[Given data]
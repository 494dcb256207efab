//! Session context
//!
//! The engine-facing half of a WHIP or WHEP session, shared by both
//! roles: peer connection, mirrored connection state, track registry and
//! signaling exchange. Role-specific setup lives in the client module.

use std::sync::Arc;
use std::time::{Duration, Instant};

use crate::client::config::ClientConfig;
use crate::engine::{
    init_logger, PeerConnection, PeerConnectionEngine, RtcConfiguration, TrackId, TrackInit,
};
use crate::error::{Error, Result};
use crate::rtp::{RtpCodecLayer, TrackTransport};
use crate::signaling::{HttpTransport, HyperTransport, SignalingExchange};
use crate::stats::SessionStats;

use super::state::{ConnectionState, SharedState};
use super::track::TrackRegistry;

/// Track name announced to the remote peer
pub const TRACK_NAME: &str = concat!("whip-rs/", env!("CARGO_PKG_VERSION"));

/// External capabilities a session is built on
#[derive(Clone)]
pub struct Backend {
    pub engine: Arc<dyn PeerConnectionEngine>,
    pub http: Arc<dyn HttpTransport>,
    pub rtp: Arc<dyn RtpCodecLayer>,
}

impl Backend {
    /// Backend using the built-in HTTP(S) signaling client
    pub fn new(engine: Arc<dyn PeerConnectionEngine>, rtp: Arc<dyn RtpCodecLayer>) -> Self {
        Self {
            engine,
            http: Arc::new(HyperTransport::new()),
            rtp,
        }
    }

    /// Replace the signaling HTTP client
    pub fn with_http(mut self, http: Arc<dyn HttpTransport>) -> Self {
        self.http = http;
        self
    }
}

/// Shared per-session state
pub struct SessionContext {
    /// `None` once torn down
    peer: Option<Arc<dyn PeerConnection>>,
    state: SharedState,
    tracks: TrackRegistry,
    signaling: SignalingExchange,
    config: ClientConfig,
    rtp: Arc<dyn RtpCodecLayer>,
    /// Media stream id shared by every track of the session
    msid: String,
    started_at: Instant,
    time_to_connect: Option<Duration>,
}

impl SessionContext {
    /// Create the peer connection and register its state callback.
    ///
    /// Reserves `track_count` tracks; none is added to the peer yet.
    pub fn init(config: ClientConfig, backend: &Backend, track_count: usize) -> Result<Self> {
        let url = config.validate()?;
        init_logger(backend.engine.as_ref());

        let rtc_config = RtcConfiguration {
            ice_servers: config.ice_servers.clone(),
        };
        let peer = backend
            .engine
            .create_peer_connection(&rtc_config)
            .map_err(|e| {
                tracing::error!(error = %e, "Failed to create peer connection");
                e
            })?;

        let state = SharedState::new();
        if let Err(e) = peer.on_state_change(Box::new(state.callback())) {
            tracing::error!(error = %e, "Failed to register state callback");
            peer.close();
            return Err(e.into());
        }

        let msid = uuid::Uuid::new_v4().to_string();
        tracing::info!(url = %url, msid = %msid, tracks = track_count, "Session initialized");

        let signaling = SignalingExchange::new(
            Arc::clone(&backend.http),
            url,
            config.bearer_token.clone(),
            config.cancellation.clone(),
        );

        Ok(Self {
            peer: Some(peer),
            state,
            tracks: TrackRegistry::allocate(track_count),
            signaling,
            config,
            rtp: Arc::clone(&backend.rtp),
            msid,
            started_at: Instant::now(),
            time_to_connect: None,
        })
    }

    pub fn config(&self) -> &ClientConfig {
        &self.config
    }

    pub fn msid(&self) -> &str {
        &self.msid
    }

    pub fn rtp(&self) -> &Arc<dyn RtpCodecLayer> {
        &self.rtp
    }

    pub fn tracks(&self) -> &TrackRegistry {
        &self.tracks
    }

    pub fn tracks_mut(&mut self) -> &mut TrackRegistry {
        &mut self.tracks
    }

    /// Current mirrored connection state
    pub fn state(&self) -> ConnectionState {
        self.state.get()
    }

    pub fn is_closed(&self) -> bool {
        self.peer.is_none()
    }

    fn peer(&self) -> Result<&Arc<dyn PeerConnection>> {
        self.peer
            .as_ref()
            .ok_or(Error::NotConnected(ConnectionState::Closed))
    }

    /// Reject steady-state I/O outside the connected state
    pub fn ensure_connected(&self) -> Result<()> {
        if self.peer.is_none() {
            return Err(Error::NotConnected(ConnectionState::Closed));
        }
        match self.state.get() {
            ConnectionState::Connected => Ok(()),
            state => Err(Error::NotConnected(state)),
        }
    }

    /// Open the transport binding of the track at `index`
    pub fn bind_track(&mut self, index: usize) -> Result<Arc<TrackTransport>> {
        let peer = Arc::clone(self.peer()?);
        let track = self.tracks.get_mut(index)?;
        let binding = Arc::new(TrackTransport::new(
            peer,
            index,
            self.config.rw_timeout,
            self.config.cancellation.clone(),
            Arc::clone(track.stats()),
        ));
        track.set_binding(Arc::clone(&binding))?;
        Ok(binding)
    }

    /// Add the track at `index` to the peer connection
    pub fn add_track(&mut self, index: usize, init: &TrackInit) -> Result<TrackId> {
        let peer = Arc::clone(self.peer()?);
        self.tracks.add_to_peer(index, peer.as_ref(), init)
    }

    /// Negotiated media description of the track at `index`
    pub fn track_description(&self, index: usize) -> Result<String> {
        let handle = self
            .tracks
            .get(index)?
            .handle()
            .ok_or(Error::Internal("track has no engine handle"))?;
        Ok(self.peer()?.track_description(handle)?)
    }

    /// Offer/answer exchange with the remote endpoint
    pub async fn create_resource(&mut self) -> Result<()> {
        let peer = Arc::clone(self.peer()?);
        self.signaling.create_resource(peer.as_ref()).await
    }

    /// Wait for the peer connection to reach `Connected`
    pub async fn wait_connected(&mut self) -> Result<()> {
        let waited = Instant::now();
        self.state
            .wait_connected(self.config.connection_timeout, &self.config.cancellation)
            .await
            .map_err(|e| {
                tracing::error!(
                    error = %e,
                    state = %self.state.get(),
                    elapsed = ?waited.elapsed(),
                    "Peer connection did not open"
                );
                e
            })?;

        let elapsed = self.started_at.elapsed();
        self.time_to_connect = Some(elapsed);
        tracing::info!(elapsed = ?elapsed, "Peer connection open");
        Ok(())
    }

    /// Close the session: delete the remote resource, then release every
    /// engine resource. Never fails; safe to call repeatedly.
    pub async fn close(&mut self) {
        if let Err(e) = self.signaling.delete_resource().await {
            tracing::warn!(error = %e, "Failed to delete remote resource");
        }
        self.deinit();
    }

    /// Release tracks in order, then the peer connection. Idempotent.
    pub fn deinit(&mut self) {
        let Some(peer) = self.peer.take() else {
            return;
        };

        if let Some(location) = self.signaling.resource_location() {
            tracing::warn!(
                location = %location,
                "Releasing session without deleting its remote resource"
            );
        }

        self.tracks.release(Some(peer.as_ref()));
        peer.close();
        tracing::debug!("Session resources released");
    }

    pub fn stats(&self) -> SessionStats {
        SessionStats::collect(self.started_at, self.time_to_connect, self.tracks.stats())
    }
}

impl Drop for SessionContext {
    fn drop(&mut self) {
        self.deinit();
    }
}
//! hyper-based HTTP transport

use std::convert::Infallible;
use std::time::Duration;

use async_trait::async_trait;
use bytes::Bytes;
use http_body_util::combinators::BoxBody;
use http_body_util::{BodyExt, Full, LengthLimitError, Limited};
use hyper::header;
use hyper_rustls::HttpsConnector;
use hyper_util::client::legacy::connect::HttpConnector;
use hyper_util::client::legacy::Client;
use hyper_util::rt::TokioExecutor;

use crate::error::SignalingError;

use super::{HttpTransport, SignalingRequest, SignalingResponse};

/// Default per-request timeout
pub const DEFAULT_REQUEST_TIMEOUT: Duration = Duration::from_secs(10);

type HttpsClient = Client<HttpsConnector<HttpConnector>, BoxBody<Bytes, Infallible>>;

/// HTTP and HTTPS signaling client
///
/// The timeout covers the whole exchange: connect, request and reading
/// the response body.
#[derive(Clone)]
pub struct HyperTransport {
    client: HttpsClient,
    timeout: Duration,
}

impl HyperTransport {
    /// Create a client with [`DEFAULT_REQUEST_TIMEOUT`]
    pub fn new() -> Self {
        Self::with_timeout(DEFAULT_REQUEST_TIMEOUT)
    }

    /// Create a client with a custom request timeout
    pub fn with_timeout(timeout: Duration) -> Self {
        install_crypto_provider();

        let builder = match hyper_rustls::HttpsConnectorBuilder::new().with_native_roots() {
            Ok(builder) => builder,
            Err(e) => {
                // Plain HTTP endpoints keep working without a trust store.
                tracing::warn!(error = %e, "No native CA roots, HTTPS endpoints will fail");
                let tls = rustls::ClientConfig::builder()
                    .with_root_certificates(rustls::RootCertStore::empty())
                    .with_no_client_auth();
                hyper_rustls::HttpsConnectorBuilder::new().with_tls_config(tls)
            }
        };

        let https = builder
            .https_or_http()
            .enable_http1()
            .enable_http2()
            .build();

        let client = Client::builder(TokioExecutor::new())
            .pool_idle_timeout(Duration::from_secs(30))
            .build(https);

        Self { client, timeout }
    }

    pub fn timeout(&self) -> Duration {
        self.timeout
    }

    async fn round_trip(
        &self,
        request: SignalingRequest,
    ) -> Result<SignalingResponse, SignalingError> {
        let limit = request.max_response_size;

        let mut http_request = hyper::Request::builder()
            .method(request.method)
            .uri(request.url.as_str())
            .body(Full::new(request.body).boxed())
            .map_err(|e| SignalingError::Transport(format!("failed to build request: {}", e)))?;
        *http_request.headers_mut() = request.headers;

        let response = self
            .client
            .request(http_request)
            .await
            .map_err(|e| SignalingError::Transport(e.to_string()))?;

        let status = response.status();
        let location = response
            .headers()
            .get(header::LOCATION)
            .and_then(|v| v.to_str().ok())
            .map(str::to_owned);

        let body = Limited::new(response.into_body(), limit)
            .collect()
            .await
            .map_err(|e| {
                if e.is::<LengthLimitError>() {
                    SignalingError::DescriptionTooLarge { limit }
                } else {
                    SignalingError::Transport(format!("failed to read response: {}", e))
                }
            })?
            .to_bytes();

        Ok(SignalingResponse {
            status,
            location,
            body,
        })
    }
}

impl Default for HyperTransport {
    fn default() -> Self {
        Self::new()
    }
}

#[async_trait]
impl HttpTransport for HyperTransport {
    async fn execute(
        &self,
        request: SignalingRequest,
    ) -> Result<SignalingResponse, SignalingError> {
        tokio::time::timeout(self.timeout, self.round_trip(request))
            .await
            .map_err(|_| SignalingError::Timeout(self.timeout))?
    }
}

/// rustls needs a process-wide crypto provider before the first TLS
/// connector is built. Losing the install race to another caller is fine.
fn install_crypto_provider() {
    if rustls::crypto::CryptoProvider::get_default().is_none() {
        let _ = rustls::crypto::ring::default_provider().install_default();
    }
}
[/Given data]
Exercise aim: Using the records above, output exactly the lines from the first through the line that contains "use crate::stats::SessionStats;", with both of those included.

Output for this exercise:
repository 494dcb256207efab
//! Session context
//!
//! The engine-facing half of a WHIP or WHEP session, shared by both
//! roles: peer connection, mirrored connection state, track registry and
//! signaling exchange. Role-specific setup lives in the client module.

use std::sync::Arc;
use std::time::{Duration, Instant};

use crate::client::config::ClientConfig;
use crate::engine::{
    init_logger, PeerConnection, PeerConnectionEngine, RtcConfiguration, TrackId, TrackInit,
};
use crate::error::{Error, Result};
use crate::rtp::{RtpCodecLayer, TrackTransport};
use crate::signaling::{HttpTransport, HyperTransport, SignalingExchange};
use crate::stats::SessionStats;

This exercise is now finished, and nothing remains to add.